- _Dataset extract_:

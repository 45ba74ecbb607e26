//! Renderer discovery that outputs JSON for scripting
//!
//! Usage: cargo run -p upnpcast --example discover [timeout-secs]
//!
//! Logs go to stderr when `UPNPCAST_LOG_MODE` is `development` or `debug`.

use std::time::Duration;

use upnpcast::logging::init_logging_from_env;
use upnpcast::{search, DiscoveryError};

fn main() -> Result<(), Box<dyn std::error::Error>> {
    init_logging_from_env()?;

    let timeout = std::env::args()
        .nth(1)
        .and_then(|s| s.parse().ok())
        .unwrap_or(5);

    let renderers = match search(Duration::from_secs(timeout), &[]) {
        Ok(renderers) => renderers,
        Err(DiscoveryError::NoDeviceAvailable) => Vec::new(),
        Err(e) => return Err(e.into()),
    };

    println!("{}", serde_json::to_string_pretty(&renderers)?);
    Ok(())
}
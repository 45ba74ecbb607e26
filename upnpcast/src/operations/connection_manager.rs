//! ConnectionManager actions

use serde::Serialize;
use soap_client::SoapResponse;

use crate::define_upnp_action;
use crate::error::ApiError;

/// Protocols a renderer can send and receive, from `GetProtocolInfo`
///
/// Each entry is one `protocol:network:contentFormat:additionalInfo` tuple,
/// e.g. `http-get:*:video/mp4:*`.
#[derive(Debug, Clone, PartialEq, Eq, Default, Serialize)]
pub struct ProtocolInfo {
    pub source: Vec<String>,
    pub sink: Vec<String>,
}

impl ProtocolInfo {
    /// Whether the sink list advertises `mime` (content format match only)
    pub fn accepts(&self, mime: &str) -> bool {
        self.sink.iter().any(|entry| {
            entry
                .split(':')
                .nth(2)
                .is_some_and(|format| format == "*" || format.eq_ignore_ascii_case(mime))
        })
    }
}

define_upnp_action! {
    action: GetProtocolInfo,
    service: ConnectionManager,
    request: {},
    arguments: |_req| [],
    response: ProtocolInfo,
    decode: true,
    parse: |response| parse_protocol_info(response),
}

fn parse_protocol_info(response: &SoapResponse) -> Result<ProtocolInfo, ApiError> {
    Ok(ProtocolInfo {
        source: split_list(response.get("Source").unwrap_or_default()),
        sink: split_list(response.require("Sink")?),
    })
}

fn split_list(list: &str) -> Vec<String> {
    list.split(',')
        .map(str::trim)
        .filter(|entry| !entry.is_empty())
        .map(str::to_string)
        .collect()
}

#[cfg(test)]
mod tests {
    use super::*;
    use crate::operation::UpnpAction;
    use soap_client::envelope;

    #[test]
    fn test_get_protocol_info_envelope() {
        let xml = envelope::encode(
            GetProtocolInfoAction::SERVICE.urn(),
            GetProtocolInfoAction::ACTION,
            &GetProtocolInfoAction::arguments(&GetProtocolInfoRequest {}),
        );
        assert!(xml.contains(
            r#"<s:Body><u:GetProtocolInfo xmlns:u="urn:schemas-upnp-org:service:ConnectionManager:1"></u:GetProtocolInfo></s:Body>"#
        ));
    }

    #[test]
    fn test_parse_protocol_info() {
        let xml = r#"<s:Envelope xmlns:s="http://schemas.xmlsoap.org/soap/envelope/"><s:Body><u:GetProtocolInfoResponse xmlns:u="urn:schemas-upnp-org:service:ConnectionManager:1"><Source></Source><Sink>http-get:*:video/mp4:DLNA.ORG_PN=AVC_MP4_BL_CIF15_AAC_520, http-get:*:audio/mpeg:*,,http-get:*:image/jpeg:*</Sink></u:GetProtocolInfoResponse></s:Body></s:Envelope>"#;
        let response = envelope::decode(xml, "GetProtocolInfo").unwrap();
        let info = GetProtocolInfoAction::parse_response(&response).unwrap();

        assert!(info.source.is_empty());
        assert_eq!(info.sink.len(), 3);
        assert_eq!(info.sink[1], "http-get:*:audio/mpeg:*");
        assert!(info.accepts("video/mp4"));
        assert!(info.accepts("IMAGE/JPEG"));
        assert!(!info.accepts("video/x-matroska"));
    }
}
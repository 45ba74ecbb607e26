//! Action definitions, one module per service

pub mod av_transport;
pub mod connection_manager;
pub mod rendering_control;
use serde::{Deserialize, Serialize};

use crate::error::DlnaResult;
use crate::xml_decode;

/// Decoded `CurrentURIMetaData` / `NextURIMetaData` document.
///
/// Only the first `<item>` is kept, which is all a renderer ever reports:
/// ```xml
/// <DIDL-Lite xmlns:dc="http://purl.org/dc/elements/1.1/" ...>
///   <item id="1" parentID="0" restricted="1">
///     <dc:title>Movie</dc:title>
///     <upnp:class>object.item.videoItem.movie</upnp:class>
///     <res duration="01:30:00" protocolInfo="http-get:*:video/mp4:*">uri</res>
///   </item>
/// </DIDL-Lite>
/// ```
#[derive(Debug, Clone, PartialEq, Deserialize, Serialize)]
#[serde(rename = "DIDL-Lite")]
pub struct DidlLite {
    #[serde(rename = "item")]
    pub item: DidlItem,
}

impl DidlLite {
    /// Parse DIDL-Lite XML, ignoring namespace prefixes.
    pub fn from_xml(xml: &str) -> DlnaResult<Self> {
        xml_decode::parse(xml)
    }
}

/// The media item being described.
#[derive(Debug, Clone, PartialEq, Deserialize, Serialize)]
pub struct DidlItem {
    #[serde(rename = "@id", default)]
    pub id: String,

    #[serde(rename = "@parentID", default)]
    pub parent_id: String,

    #[serde(rename = "@restricted", default)]
    pub restricted: Option<String>,

    /// `sec:CaptionInfo`
    #[serde(rename = "CaptionInfo", default)]
    pub caption_info: Option<DidlCaption>,

    /// `sec:CaptionInfoEx`
    #[serde(rename = "CaptionInfoEx", default)]
    pub caption_info_ex: Option<DidlCaption>,

    #[serde(rename = "title", default)]
    pub title: Option<String>,

    /// Item class (e.g., object.item.videoItem.movie)
    #[serde(rename = "class", default)]
    pub class: Option<String>,

    #[serde(rename = "creator", default)]
    pub creator: Option<String>,

    #[serde(rename = "album", default)]
    pub album: Option<String>,

    #[serde(rename = "albumArtURI", default)]
    pub album_art_uri: Option<String>,

    #[serde(rename = "res", default)]
    pub res: Vec<DidlResource>,
}

impl DidlItem {
    /// The media resource, as opposed to subtitle resources that follow it.
    pub fn primary_resource(&self) -> Option<&DidlResource> {
        self.res.first()
    }
}

/// A `<res>` element: one URL with its protocol info.
#[derive(Debug, Clone, PartialEq, Deserialize, Serialize, Default)]
pub struct DidlResource {
    /// Clock time, `H+:MM:SS[.F+]`
    #[serde(rename = "@duration", default)]
    pub duration: Option<String>,

    #[serde(rename = "@protocolInfo", default)]
    pub protocol_info: Option<String>,

    /// The resource URI
    #[serde(rename = "$value", default)]
    pub uri: Option<String>,
}

/// Samsung caption element pointing at a subtitle file.
#[derive(Debug, Clone, PartialEq, Deserialize, Serialize, Default)]
pub struct DidlCaption {
    #[serde(rename = "@type", default)]
    pub kind: Option<String>,

    #[serde(rename = "$value", default)]
    pub uri: Option<String>,
}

- _What you are asked to do_: Which lines above contain the word "class"? Copy each one.

- _Solution for this exercise_:
///     <upnp:class>object.item.videoItem.movie</upnp:class>
    /// Item class (e.g., object.item.videoItem.movie)
    #[serde(rename = "class", default)]
    pub class: Option<String>,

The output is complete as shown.